◆ **Aim of the task**
Your reply must consist of the data below, reproduced character for character.

◆ **Record extracts**
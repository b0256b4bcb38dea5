use anyhow::{Context, Result};
use clap::Parser;
use retrieval::{Corpus, Document};
use std::io::{self, BufRead, Write};
use std::path::{Path, PathBuf};
use std::process::ExitCode;
use std::time::Duration;
use tracing_subscriber::{fmt, EnvFilter};

mod docs;
mod llm;
mod prompt;
mod slurm;

#[derive(Parser)]
#[command(name = "agent")]
#[command(about = "Answer questions over a local docs directory via an OpenAI-compatible endpoint", long_about = None)]
struct Cli {
    /// Path to the docs directory (.md/.txt files)
    #[arg(long, default_value = "./docs")]
    docs: PathBuf,
    /// OpenAI-compatible base URL
    #[arg(long, default_value = "http://127.0.0.1:8000/v1")]
    base_url: String,
    /// Model id override (falls back to MODEL env var, then endpoint discovery)
    #[arg(long)]
    model: Option<String>,
    /// Number of documents to retrieve per question
    #[arg(long, default_value_t = 3)]
    top_k: usize,
    /// Single question to answer
    #[arg(long)]
    question: Option<String>,
    /// File with one question per line (# lines are comments)
    #[arg(long)]
    question_file: Option<PathBuf>,
    /// Request timeout in seconds
    #[arg(long, default_value_t = 30)]
    timeout_secs: u64,
}

#[tokio::main]
async fn main() -> ExitCode {
    fmt().with_env_filter(EnvFilter::from_default_env()).init();
    let args = Cli::parse();

    let corpus = match docs::load_docs(&args.docs).and_then(|inputs| {
        Corpus::build(inputs).context("building corpus")
    }) {
        Ok(c) => c,
        Err(e) => {
            eprintln!("Error: {e}");
            return ExitCode::from(2);
        }
    };
    tracing::info!(docs = corpus.len(), terms = corpus.num_terms(), "corpus ready");

    let client = match llm::LlmClient::new(&args.base_url, Duration::from_secs(args.timeout_secs)) {
        Ok(c) => c,
        Err(e) => {
            eprintln!("Error: {e}");
            return ExitCode::from(3);
        }
    };

    let model = args
        .model
        .clone()
        .or_else(|| std::env::var("MODEL").ok());
    let model = match model {
        Some(m) => m,
        None => match client.default_model().await {
            Ok(m) => m,
            Err(e) => {
                eprintln!("Error: failed to get model id from {}: {e}", args.base_url);
                return ExitCode::from(3);
            }
        },
    };
    println!("Using model: {model}");

    if let Some(path) = &args.question_file {
        let questions = match read_questions(path) {
            Ok(q) => q,
            Err(e) => {
                eprintln!("Error: {e}");
                return ExitCode::from(4);
            }
        };
        if questions.is_empty() {
            eprintln!("Error: no questions found in question file");
            return ExitCode::from(4);
        }
        for q in &questions {
            if let Err(e) = run_question(q, &corpus, &client, &model, args.top_k).await {
                eprintln!("Error: {e}");
                return ExitCode::FAILURE;
            }
        }
        return ExitCode::SUCCESS;
    }

    if let Some(q) = &args.question {
        return match run_question(q, &corpus, &client, &model, args.top_k).await {
            Ok(()) => ExitCode::SUCCESS,
            Err(e) => {
                eprintln!("Error: {e}");
                ExitCode::FAILURE
            }
        };
    }

    repl(&corpus, &client, &model, args.top_k).await;
    ExitCode::SUCCESS
}

/// Retrieve context, detect tool output, ask the model, print the answer.
async fn run_question(
    question: &str,
    corpus: &Corpus,
    client: &llm::LlmClient,
    model: &str,
    top_k: usize,
) -> Result<()> {
    let hits = corpus.retrieve(question, top_k);
    let retrieved: Vec<&Document> = hits.iter().filter_map(|h| corpus.get(&h.id)).collect();
    let tool_output = slurm::detect_tool_output(question);

    println!("\n=== Question ===");
    println!("{question}");
    let names: Vec<&str> = retrieved.iter().map(|d| d.name.as_str()).collect();
    println!(
        "\nRetrieved docs: {}",
        if names.is_empty() {
            "(none)".to_string()
        } else {
            names.join(", ")
        }
    );

    let messages = prompt::build_prompt(question, &retrieved, &tool_output);
    let answer = client.chat(model, &messages, 0.2, 512).await?;

    if !tool_output.is_empty() {
        println!("\n--- Tool Output (Slurm Template) ---");
        println!("{tool_output}");
    }
    println!("\n--- Answer ---");
    println!("{answer}");
    Ok(())
}

async fn repl(corpus: &Corpus, client: &llm::LlmClient, model: &str, top_k: usize) {
    println!("Enter questions (type 'exit' to quit).");
    let stdin = io::stdin();
    loop {
        print!("\n> ");
        io::stdout().flush().ok();
        let mut line = String::new();
        match stdin.lock().read_line(&mut line) {
            Ok(0) | Err(_) => break,
            Ok(_) => {}
        }
        let question = line.trim();
        if question.is_empty() {
            continue;
        }
        if question.eq_ignore_ascii_case("exit") || question.eq_ignore_ascii_case("quit") {
            break;
        }
        if let Err(e) = run_question(question, corpus, client, model, top_k).await {
            eprintln!("Error: {e}");
        }
    }
}

fn read_questions(path: &Path) -> Result<Vec<String>> {
    let content = std::fs::read_to_string(path)
        .with_context(|| format!("reading question file {}", path.display()))?;
    Ok(content
        .lines()
        .map(str::trim)
        .filter(|l| !l.is_empty() && !l.starts_with('#'))
        .map(str::to_string)
        .collect())
}
use std::collections::HashMap;

/// Sparse term-weight vector; an absent term has weight zero.
pub type SparseVector = HashMap<String, f32>;

/// Euclidean norm of a sparse vector. Zero exactly when the vector is empty.
pub fn norm(vec: &SparseVector) -> f32 {
    vec.values().map(|w| w * w).sum::<f32>().sqrt()
}

/// Dot product over the terms present in both vectors.
pub fn dot(a: &SparseVector, b: &SparseVector) -> f32 {
    // iterate the smaller side
    let (small, large) = if a.len() <= b.len() { (a, b) } else { (b, a) };
    small
        .iter()
        .filter_map(|(term, w)| large.get(term).map(|v| w * v))
        .sum()
}

/// Cosine similarity between two vectors with precomputed norms.
/// Defined as zero when either norm is zero.
pub fn cosine(a: &SparseVector, a_norm: f32, b: &SparseVector, b_norm: f32) -> f32 {
    if a_norm == 0.0 || b_norm == 0.0 {
        return 0.0;
    }
    dot(a, b) / (a_norm * b_norm)
}
use anyhow::{bail, Context, Result};
use retrieval::DocInput;
use std::path::Path;
use walkdir::WalkDir;

/// Load `.md` and `.txt` files (case-insensitive extension match) from the
/// top level of `dir`, in file-name order. The path is the stable id and
/// the file name is the display name.
pub fn load_docs(dir: &Path) -> Result<Vec<DocInput>> {
    if !dir.is_dir() {
        bail!("docs directory not found: {}", dir.display());
    }

    let mut paths = Vec::new();
    for entry in WalkDir::new(dir)
        .min_depth(1)
        .max_depth(1)
        .into_iter()
        .filter_map(|e| e.ok())
    {
        let p = entry.path();
        if !p.is_file() {
            continue;
        }
        if let Some(ext) = p.extension().and_then(|s| s.to_str()) {
            if matches!(ext.to_ascii_lowercase().as_str(), "md" | "txt") {
                paths.push(p.to_path_buf());
            }
        }
    }
    paths.sort();

    if paths.is_empty() {
        bail!("no .md or .txt files found in {}", dir.display());
    }

    let mut docs = Vec::with_capacity(paths.len());
    for path in paths {
        let text = std::fs::read_to_string(&path)
            .with_context(|| format!("reading {}", path.display()))?;
        let name = path
            .file_name()
            .and_then(|s| s.to_str())
            .unwrap_or_default()
            .to_string();
        docs.push(DocInput {
            id: path.to_string_lossy().into_owned(),
            name,
            text,
        });
    }

    tracing::info!(count = docs.len(), dir = %dir.display(), "loaded documents");
    Ok(docs)
}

◆ **Result below**
repository b0256b4bcb38dea5
use anyhow::{Context, Result};
use clap::Parser;
use retrieval::{Corpus, Document};
use std::io::{self, BufRead, Write};
use std::path::{Path, PathBuf};
use std::process::ExitCode;
use std::time::Duration;
use tracing_subscriber::{fmt, EnvFilter};

mod docs;
mod llm;
mod prompt;
mod slurm;

#[derive(Parser)]
#[command(name = "agent")]
#[command(about = "Answer questions over a local docs directory via an OpenAI-compatible endpoint", long_about = None)]
struct Cli {
    /// Path to the docs directory (.md/.txt files)
    #[arg(long, default_value = "./docs")]
    docs: PathBuf,
    /// OpenAI-compatible base URL
    #[arg(long, default_value = "http://127.0.0.1:8000/v1")]
    base_url: String,
    /// Model id override (falls back to MODEL env var, then endpoint discovery)
    #[arg(long)]
    model: Option<String>,
    /// Number of documents to retrieve per question
    #[arg(long, default_value_t = 3)]
    top_k: usize,
    /// Single question to answer
    #[arg(long)]
    question: Option<String>,
    /// File with one question per line (# lines are comments)
    #[arg(long)]
    question_file: Option<PathBuf>,
    /// Request timeout in seconds
    #[arg(long, default_value_t = 30)]
    timeout_secs: u64,
}

#[tokio::main]
async fn main() -> ExitCode {
    fmt().with_env_filter(EnvFilter::from_default_env()).init();
    let args = Cli::parse();

    let corpus = match docs::load_docs(&args.docs).and_then(|inputs| {
        Corpus::build(inputs).context("building corpus")
    }) {
        Ok(c) => c,
        Err(e) => {
            eprintln!("Error: {e}");
            return ExitCode::from(2);
        }
    };
    tracing::info!(docs = corpus.len(), terms = corpus.num_terms(), "corpus ready");

    let client = match llm::LlmClient::new(&args.base_url, Duration::from_secs(args.timeout_secs)) {
        Ok(c) => c,
        Err(e) => {
            eprintln!("Error: {e}");
            return ExitCode::from(3);
        }
    };

    let model = args
        .model
        .clone()
        .or_else(|| std::env::var("MODEL").ok());
    let model = match model {
        Some(m) => m,
        None => match client.default_model().await {
            Ok(m) => m,
            Err(e) => {
                eprintln!("Error: failed to get model id from {}: {e}", args.base_url);
                return ExitCode::from(3);
            }
        },
    };
    println!("Using model: {model}");

    if let Some(path) = &args.question_file {
        let questions = match read_questions(path) {
            Ok(q) => q,
            Err(e) => {
                eprintln!("Error: {e}");
                return ExitCode::from(4);
            }
        };
        if questions.is_empty() {
            eprintln!("Error: no questions found in question file");
            return ExitCode::from(4);
        }
        for q in &questions {
            if let Err(e) = run_question(q, &corpus, &client, &model, args.top_k).await {
                eprintln!("Error: {e}");
                return ExitCode::FAILURE;
            }
        }
        return ExitCode::SUCCESS;
    }

    if let Some(q) = &args.question {
        return match run_question(q, &corpus, &client, &model, args.top_k).await {
            Ok(()) => ExitCode::SUCCESS,
            Err(e) => {
                eprintln!("Error: {e}");
                ExitCode::FAILURE
            }
        };
    }

    repl(&corpus, &client, &model, args.top_k).await;
    ExitCode::SUCCESS
}

/// Retrieve context, detect tool output, ask the model, print the answer.
async fn run_question(
    question: &str,
    corpus: &Corpus,
    client: &llm::LlmClient,
    model: &str,
    top_k: usize,
) -> Result<()> {
    let hits = corpus.retrieve(question, top_k);
    let retrieved: Vec<&Document> = hits.iter().filter_map(|h| corpus.get(&h.id)).collect();
    let tool_output = slurm::detect_tool_output(question);

    println!("\n=== Question ===");
    println!("{question}");
    let names: Vec<&str> = retrieved.iter().map(|d| d.name.as_str()).collect();
    println!(
        "\nRetrieved docs: {}",
        if names.is_empty() {
            "(none)".to_string()
        } else {
            names.join(", ")
        }
    );

    let messages = prompt::build_prompt(question, &retrieved, &tool_output);
    let answer = client.chat(model, &messages, 0.2, 512).await?;

    if !tool_output.is_empty() {
        println!("\n--- Tool Output (Slurm Template) ---");
        println!("{tool_output}");
    }
    println!("\n--- Answer ---");
    println!("{answer}");
    Ok(())
}

async fn repl(corpus: &Corpus, client: &llm::LlmClient, model: &str, top_k: usize) {
    println!("Enter questions (type 'exit' to quit).");
    let stdin = io::stdin();
    loop {
        print!("\n> ");
        io::stdout().flush().ok();
        let mut line = String::new();
        match stdin.lock().read_line(&mut line) {
            Ok(0) | Err(_) => break,
            Ok(_) => {}
        }
        let question = line.trim();
        if question.is_empty() {
            continue;
        }
        if question.eq_ignore_ascii_case("exit") || question.eq_ignore_ascii_case("quit") {
            break;
        }
        if let Err(e) = run_question(question, corpus, client, model, top_k).await {
            eprintln!("Error: {e}");
        }
    }
}

fn read_questions(path: &Path) -> Result<Vec<String>> {
    let content = std::fs::read_to_string(path)
        .with_context(|| format!("reading question file {}", path.display()))?;
    Ok(content
        .lines()
        .map(str::trim)
        .filter(|l| !l.is_empty() && !l.starts_with('#'))
        .map(str::to_string)
        .collect())
}
use std::collections::HashMap;

/// Sparse term-weight vector; an absent term has weight zero.
pub type SparseVector = HashMap<String, f32>;

/// Euclidean norm of a sparse vector. Zero exactly when the vector is empty.
pub fn norm(vec: &SparseVector) -> f32 {
    vec.values().map(|w| w * w).sum::<f32>().sqrt()
}

/// Dot product over the terms present in both vectors.
pub fn dot(a: &SparseVector, b: &SparseVector) -> f32 {
    // iterate the smaller side
    let (small, large) = if a.len() <= b.len() { (a, b) } else { (b, a) };
    small
        .iter()
        .filter_map(|(term, w)| large.get(term).map(|v| w * v))
        .sum()
}

/// Cosine similarity between two vectors with precomputed norms.
/// Defined as zero when either norm is zero.
pub fn cosine(a: &SparseVector, a_norm: f32, b: &SparseVector, b_norm: f32) -> f32 {
    if a_norm == 0.0 || b_norm == 0.0 {
        return 0.0;
    }
    dot(a, b) / (a_norm * b_norm)
}
use anyhow::{bail, Context, Result};
use retrieval::DocInput;
use std::path::Path;
use walkdir::WalkDir;

/// Load `.md` and `.txt` files (case-insensitive extension match) from the
/// top level of `dir`, in file-name order. The path is the stable id and
/// the file name is the display name.
pub fn load_docs(dir: &Path) -> Result<Vec<DocInput>> {
    if !dir.is_dir() {
        bail!("docs directory not found: {}", dir.display());
    }

    let mut paths = Vec::new();
    for entry in WalkDir::new(dir)
        .min_depth(1)
        .max_depth(1)
        .into_iter()
        .filter_map(|e| e.ok())
    {
        let p = entry.path();
        if !p.is_file() {
            continue;
        }
        if let Some(ext) = p.extension().and_then(|s| s.to_str()) {
            if matches!(ext.to_ascii_lowercase().as_str(), "md" | "txt") {
                paths.push(p.to_path_buf());
            }
        }
    }
    paths.sort();

    if paths.is_empty() {
        bail!("no .md or .txt files found in {}", dir.display());
    }

    let mut docs = Vec::with_capacity(paths.len());
    for path in paths {
        let text = std::fs::read_to_string(&path)
            .with_context(|| format!("reading {}", path.display()))?;
        let name = path
            .file_name()
            .and_then(|s| s.to_str())
            .unwrap_or_default()
            .to_string();
        docs.push(DocInput {
            id: path.to_string_lossy().into_owned(),
            name,
            text,
        });
    }

    tracing::info!(count = docs.len(), dir = %dir.display(), "loaded documents");
    Ok(docs)
}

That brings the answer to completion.